聖夜はアナタの好きにして【鬼滅の刃/上弦の鬼短編】
第3章 あまい毒牙/童磨
「「Merry Christmas!」」
赤ワインが入ったワイングラスを打ち鳴らして、二人きりの特別なディナーが静かに始まった。
童磨さん選曲のBGMもまた、この時間に華を添えるようなもの。
料理はやはり見た目を裏切らず、溶けるような舌触りで、唸りたくなるほど美味しい。
とくにメインディッシュの和牛のワイン煮込みとラディッキオのソテーが格別でシェフ?と聞きたくなるほどの味だ。
料理の素材とか、調理法、ワインなどのお酒の話の話から、お互いの仕事の話を沢山話しながら、楽しく時を過ごした。
*
食事が終わり、片付けようとすると、独りぼっちは嫌だって可愛い事をいうから、マキちゃんとおしゃべりしながら片づけをした。
正直今のところ、全部”マキちゃん大喜びクリスマスプラン”は大成功。
いつも以上に笑ったり驚いたりしてくれるその笑顔だけでも見ていて心臓が脈打つのが早くなる。

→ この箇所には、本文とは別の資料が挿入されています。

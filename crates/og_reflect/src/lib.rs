#![doc = include_str!("../README.md")]
#![cfg_attr(docsrs, feature(doc_cfg))]

// -----------------------------------------------------------------------------
// Extern Self

// Generated code names `::og_reflect`, which must also resolve inside
// this crate (unit tests derive `Reflect` too).
extern crate self as og_reflect;

// -----------------------------------------------------------------------------
// Modules

mod reflection;

pub mod impls;
pub mod info;
pub mod ops;
pub mod registry;

// -----------------------------------------------------------------------------
// Top-Level exports

pub use impls::{TypeHandle, Value};
pub use og_reflect_derive as derive;
pub use reflection::{FromReflect, Reflect};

一緒に楽しみたいと思って考えたプランはあと二つになった。
後片付けも大方終わって、マキちゃんをソファーに座らせて例の物を取りに行く。
プレゼントとケーキとシャンパンと。それだけじゃないんだよな。
多分、そういうの好きそうだけど恥ずかしいっていって拒否しそうだから、自分の分も用意した。
いつものアフターだけじゃ見られない自分を見てもらおうと思って。
ドアノブを押し開けると、ツリーを見上げる楽しそうな後ろ姿が可愛いって思ったから、後ろから抱き着いてみた。
「きゃ!」
「おまたせ!!」
「もう、びっくりしたぁ」
そういいながら頬を染めて膨らませるから可愛いんだよな。
そしてブラウンのふわふわの髪の毛がさらりと俺の顔に触れるのが、ちっこい肩が腕に収まるサイズ感が堪らない。
「ただのデザートタイムもいいけどさ、もっとクリスマスっぽくしないかい?」
「というと?」
「ほら。」
足元に置いていた紙袋を広げて見せると、案の定もっと顔を赤くして体を硬直した。